What you need to do:
Print, in exact form, the lines below from the one containing "downloading profile pictures." through the one containing "as base64 string.", and omit all others.

Study material:
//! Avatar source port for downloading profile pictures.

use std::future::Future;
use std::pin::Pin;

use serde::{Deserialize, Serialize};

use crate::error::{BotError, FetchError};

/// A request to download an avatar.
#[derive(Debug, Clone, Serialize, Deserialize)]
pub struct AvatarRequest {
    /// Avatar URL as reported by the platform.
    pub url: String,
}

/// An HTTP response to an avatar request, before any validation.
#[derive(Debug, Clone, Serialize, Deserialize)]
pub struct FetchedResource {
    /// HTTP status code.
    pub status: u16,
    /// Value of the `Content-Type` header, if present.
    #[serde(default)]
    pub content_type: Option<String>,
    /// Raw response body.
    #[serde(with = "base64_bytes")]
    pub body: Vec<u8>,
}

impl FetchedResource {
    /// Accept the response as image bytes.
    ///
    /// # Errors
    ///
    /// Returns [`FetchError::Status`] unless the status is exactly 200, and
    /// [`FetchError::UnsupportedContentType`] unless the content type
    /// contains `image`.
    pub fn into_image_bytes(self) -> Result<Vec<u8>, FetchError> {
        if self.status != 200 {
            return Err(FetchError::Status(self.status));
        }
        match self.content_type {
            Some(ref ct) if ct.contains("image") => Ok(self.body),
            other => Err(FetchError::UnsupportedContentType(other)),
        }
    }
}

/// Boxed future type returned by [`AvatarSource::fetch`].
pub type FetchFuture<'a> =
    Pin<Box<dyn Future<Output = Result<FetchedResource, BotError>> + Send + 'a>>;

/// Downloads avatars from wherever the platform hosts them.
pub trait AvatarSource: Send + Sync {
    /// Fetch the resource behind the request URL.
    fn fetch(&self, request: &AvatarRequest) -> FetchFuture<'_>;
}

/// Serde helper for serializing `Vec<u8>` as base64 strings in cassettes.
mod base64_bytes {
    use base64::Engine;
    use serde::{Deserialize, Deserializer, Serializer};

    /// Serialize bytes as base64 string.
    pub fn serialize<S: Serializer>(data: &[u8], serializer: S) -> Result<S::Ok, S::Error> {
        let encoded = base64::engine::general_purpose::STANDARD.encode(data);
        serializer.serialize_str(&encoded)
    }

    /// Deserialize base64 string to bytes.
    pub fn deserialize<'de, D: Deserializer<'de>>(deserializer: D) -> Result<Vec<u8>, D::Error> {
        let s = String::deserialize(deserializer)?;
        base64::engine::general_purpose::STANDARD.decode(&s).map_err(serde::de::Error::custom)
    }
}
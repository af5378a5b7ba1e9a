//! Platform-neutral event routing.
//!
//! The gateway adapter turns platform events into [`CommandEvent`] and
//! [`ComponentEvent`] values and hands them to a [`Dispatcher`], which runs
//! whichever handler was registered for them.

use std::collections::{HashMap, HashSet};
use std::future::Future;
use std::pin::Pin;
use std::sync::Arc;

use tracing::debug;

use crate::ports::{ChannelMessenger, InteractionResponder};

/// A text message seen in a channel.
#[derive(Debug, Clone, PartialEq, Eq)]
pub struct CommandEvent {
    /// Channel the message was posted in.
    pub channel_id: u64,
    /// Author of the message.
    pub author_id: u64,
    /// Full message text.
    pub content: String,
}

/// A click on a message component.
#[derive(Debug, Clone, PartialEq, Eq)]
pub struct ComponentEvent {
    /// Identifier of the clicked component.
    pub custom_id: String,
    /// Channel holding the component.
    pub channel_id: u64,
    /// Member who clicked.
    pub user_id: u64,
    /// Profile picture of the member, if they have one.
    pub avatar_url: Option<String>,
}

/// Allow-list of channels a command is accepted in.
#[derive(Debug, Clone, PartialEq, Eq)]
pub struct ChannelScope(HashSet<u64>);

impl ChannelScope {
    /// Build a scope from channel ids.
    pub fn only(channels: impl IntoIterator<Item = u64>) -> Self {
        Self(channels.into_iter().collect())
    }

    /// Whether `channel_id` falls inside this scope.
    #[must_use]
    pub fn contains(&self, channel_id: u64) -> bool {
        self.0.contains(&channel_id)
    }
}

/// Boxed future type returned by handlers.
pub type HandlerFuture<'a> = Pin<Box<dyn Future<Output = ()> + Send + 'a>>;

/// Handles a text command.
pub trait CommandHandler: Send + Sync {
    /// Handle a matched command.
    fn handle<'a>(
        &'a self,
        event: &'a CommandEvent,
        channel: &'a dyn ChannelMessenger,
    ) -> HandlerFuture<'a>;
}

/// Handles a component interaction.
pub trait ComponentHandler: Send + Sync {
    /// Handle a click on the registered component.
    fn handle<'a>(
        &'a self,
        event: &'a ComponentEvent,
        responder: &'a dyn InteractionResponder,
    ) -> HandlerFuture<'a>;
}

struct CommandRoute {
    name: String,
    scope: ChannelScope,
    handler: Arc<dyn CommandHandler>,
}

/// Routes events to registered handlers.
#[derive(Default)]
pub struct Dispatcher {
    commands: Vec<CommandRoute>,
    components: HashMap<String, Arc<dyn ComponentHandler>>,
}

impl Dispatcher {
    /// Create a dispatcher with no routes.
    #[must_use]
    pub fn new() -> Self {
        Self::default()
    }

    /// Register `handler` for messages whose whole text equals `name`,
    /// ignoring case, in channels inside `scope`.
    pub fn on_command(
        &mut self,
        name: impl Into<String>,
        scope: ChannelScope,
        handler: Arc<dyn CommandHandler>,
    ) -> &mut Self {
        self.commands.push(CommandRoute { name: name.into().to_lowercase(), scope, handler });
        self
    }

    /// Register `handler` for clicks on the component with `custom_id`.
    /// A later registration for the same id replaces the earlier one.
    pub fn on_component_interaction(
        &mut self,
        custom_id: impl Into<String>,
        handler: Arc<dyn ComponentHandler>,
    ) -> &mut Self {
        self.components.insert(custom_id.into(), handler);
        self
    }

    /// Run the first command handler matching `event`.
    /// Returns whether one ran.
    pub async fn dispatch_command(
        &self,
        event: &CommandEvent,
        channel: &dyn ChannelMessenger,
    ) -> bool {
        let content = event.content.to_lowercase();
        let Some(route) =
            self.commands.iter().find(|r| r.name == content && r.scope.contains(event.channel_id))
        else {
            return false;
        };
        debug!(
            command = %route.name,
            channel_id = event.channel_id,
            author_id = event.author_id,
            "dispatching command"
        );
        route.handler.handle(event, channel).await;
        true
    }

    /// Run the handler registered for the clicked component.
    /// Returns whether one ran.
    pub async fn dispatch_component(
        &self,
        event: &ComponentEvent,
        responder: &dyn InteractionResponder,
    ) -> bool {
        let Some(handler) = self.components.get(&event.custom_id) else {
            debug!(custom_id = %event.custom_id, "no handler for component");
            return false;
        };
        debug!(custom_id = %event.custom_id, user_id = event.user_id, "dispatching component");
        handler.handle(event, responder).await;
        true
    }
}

---

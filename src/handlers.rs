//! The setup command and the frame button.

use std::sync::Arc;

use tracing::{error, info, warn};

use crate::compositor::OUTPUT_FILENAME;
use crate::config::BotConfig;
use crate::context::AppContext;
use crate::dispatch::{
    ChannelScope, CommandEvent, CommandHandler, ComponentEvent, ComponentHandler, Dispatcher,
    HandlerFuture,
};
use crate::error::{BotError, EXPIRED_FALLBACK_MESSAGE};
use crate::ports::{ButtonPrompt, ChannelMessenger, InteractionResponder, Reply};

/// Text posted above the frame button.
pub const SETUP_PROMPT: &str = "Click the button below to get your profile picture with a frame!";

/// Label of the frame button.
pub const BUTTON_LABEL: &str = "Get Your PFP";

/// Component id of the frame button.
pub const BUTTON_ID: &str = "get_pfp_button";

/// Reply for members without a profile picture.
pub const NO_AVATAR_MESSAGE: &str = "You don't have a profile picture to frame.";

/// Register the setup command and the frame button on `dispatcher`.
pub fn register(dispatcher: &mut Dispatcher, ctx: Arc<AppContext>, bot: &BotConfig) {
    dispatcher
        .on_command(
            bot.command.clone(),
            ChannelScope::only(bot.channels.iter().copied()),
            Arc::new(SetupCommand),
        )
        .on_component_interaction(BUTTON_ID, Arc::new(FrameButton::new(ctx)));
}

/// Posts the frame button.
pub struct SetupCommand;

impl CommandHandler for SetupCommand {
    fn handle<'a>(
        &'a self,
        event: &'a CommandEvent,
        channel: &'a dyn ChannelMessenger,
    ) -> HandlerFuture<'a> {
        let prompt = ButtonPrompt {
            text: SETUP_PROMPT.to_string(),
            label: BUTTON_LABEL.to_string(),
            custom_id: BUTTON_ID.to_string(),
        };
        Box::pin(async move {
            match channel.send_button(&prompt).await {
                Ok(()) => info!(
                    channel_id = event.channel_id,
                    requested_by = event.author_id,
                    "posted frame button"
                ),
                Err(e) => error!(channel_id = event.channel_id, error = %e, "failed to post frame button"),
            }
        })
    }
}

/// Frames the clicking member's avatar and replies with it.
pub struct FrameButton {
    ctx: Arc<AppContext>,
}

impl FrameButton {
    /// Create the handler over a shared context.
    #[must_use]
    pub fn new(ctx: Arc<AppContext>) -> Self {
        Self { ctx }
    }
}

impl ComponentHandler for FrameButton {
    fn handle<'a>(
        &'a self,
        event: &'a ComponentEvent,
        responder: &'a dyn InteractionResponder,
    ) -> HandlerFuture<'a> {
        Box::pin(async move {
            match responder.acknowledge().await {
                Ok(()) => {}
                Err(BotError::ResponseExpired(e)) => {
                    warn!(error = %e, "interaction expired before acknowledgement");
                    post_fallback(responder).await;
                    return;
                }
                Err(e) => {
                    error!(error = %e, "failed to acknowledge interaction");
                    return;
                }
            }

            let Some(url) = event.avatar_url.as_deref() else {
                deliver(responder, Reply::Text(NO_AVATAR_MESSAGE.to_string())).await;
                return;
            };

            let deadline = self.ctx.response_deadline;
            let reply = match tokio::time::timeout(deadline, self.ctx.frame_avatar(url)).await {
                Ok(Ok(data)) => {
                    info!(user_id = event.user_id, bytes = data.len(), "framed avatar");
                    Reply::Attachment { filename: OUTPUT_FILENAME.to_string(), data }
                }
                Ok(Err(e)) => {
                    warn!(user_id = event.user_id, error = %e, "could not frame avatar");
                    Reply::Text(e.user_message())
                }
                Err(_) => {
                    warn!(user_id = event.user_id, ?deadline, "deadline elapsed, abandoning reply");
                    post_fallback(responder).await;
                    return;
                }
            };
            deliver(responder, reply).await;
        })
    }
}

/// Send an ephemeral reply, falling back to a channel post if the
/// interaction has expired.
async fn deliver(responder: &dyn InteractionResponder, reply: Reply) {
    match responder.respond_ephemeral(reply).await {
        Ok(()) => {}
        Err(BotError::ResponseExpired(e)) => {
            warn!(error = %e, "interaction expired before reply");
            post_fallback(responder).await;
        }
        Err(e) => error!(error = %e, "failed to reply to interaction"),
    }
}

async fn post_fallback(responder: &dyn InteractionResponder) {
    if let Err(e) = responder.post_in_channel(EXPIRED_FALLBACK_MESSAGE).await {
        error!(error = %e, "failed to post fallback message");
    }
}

Finished exercise:
//! Avatar source port for downloading profile pictures.

use std::future::Future;
use std::pin::Pin;

use serde::{Deserialize, Serialize};

use crate::error::{BotError, FetchError};

/// A request to download an avatar.
#[derive(Debug, Clone, Serialize, Deserialize)]
pub struct AvatarRequest {
    /// Avatar URL as reported by the platform.
    pub url: String,
}

/// An HTTP response to an avatar request, before any validation.
#[derive(Debug, Clone, Serialize, Deserialize)]
pub struct FetchedResource {
    /// HTTP status code.
    pub status: u16,
    /// Value of the `Content-Type` header, if present.
    #[serde(default)]
    pub content_type: Option<String>,
    /// Raw response body.
    #[serde(with = "base64_bytes")]
    pub body: Vec<u8>,
}

impl FetchedResource {
    /// Accept the response as image bytes.
    ///
    /// # Errors
    ///
    /// Returns [`FetchError::Status`] unless the status is exactly 200, and
    /// [`FetchError::UnsupportedContentType`] unless the content type
    /// contains `image`.
    pub fn into_image_bytes(self) -> Result<Vec<u8>, FetchError> {
        if self.status != 200 {
            return Err(FetchError::Status(self.status));
        }
        match self.content_type {
            Some(ref ct) if ct.contains("image") => Ok(self.body),
            other => Err(FetchError::UnsupportedContentType(other)),
        }
    }
}

/// Boxed future type returned by [`AvatarSource::fetch`].
pub type FetchFuture<'a> =
    Pin<Box<dyn Future<Output = Result<FetchedResource, BotError>> + Send + 'a>>;

/// Downloads avatars from wherever the platform hosts them.
pub trait AvatarSource: Send + Sync {
    /// Fetch the resource behind the request URL.
    fn fetch(&self, request: &AvatarRequest) -> FetchFuture<'_>;
}

/// Serde helper for serializing `Vec<u8>` as base64 strings in cassettes.
mod base64_bytes {
    use base64::Engine;
    use serde::{Deserialize, Deserializer, Serializer};

    /// Serialize bytes as base64 string.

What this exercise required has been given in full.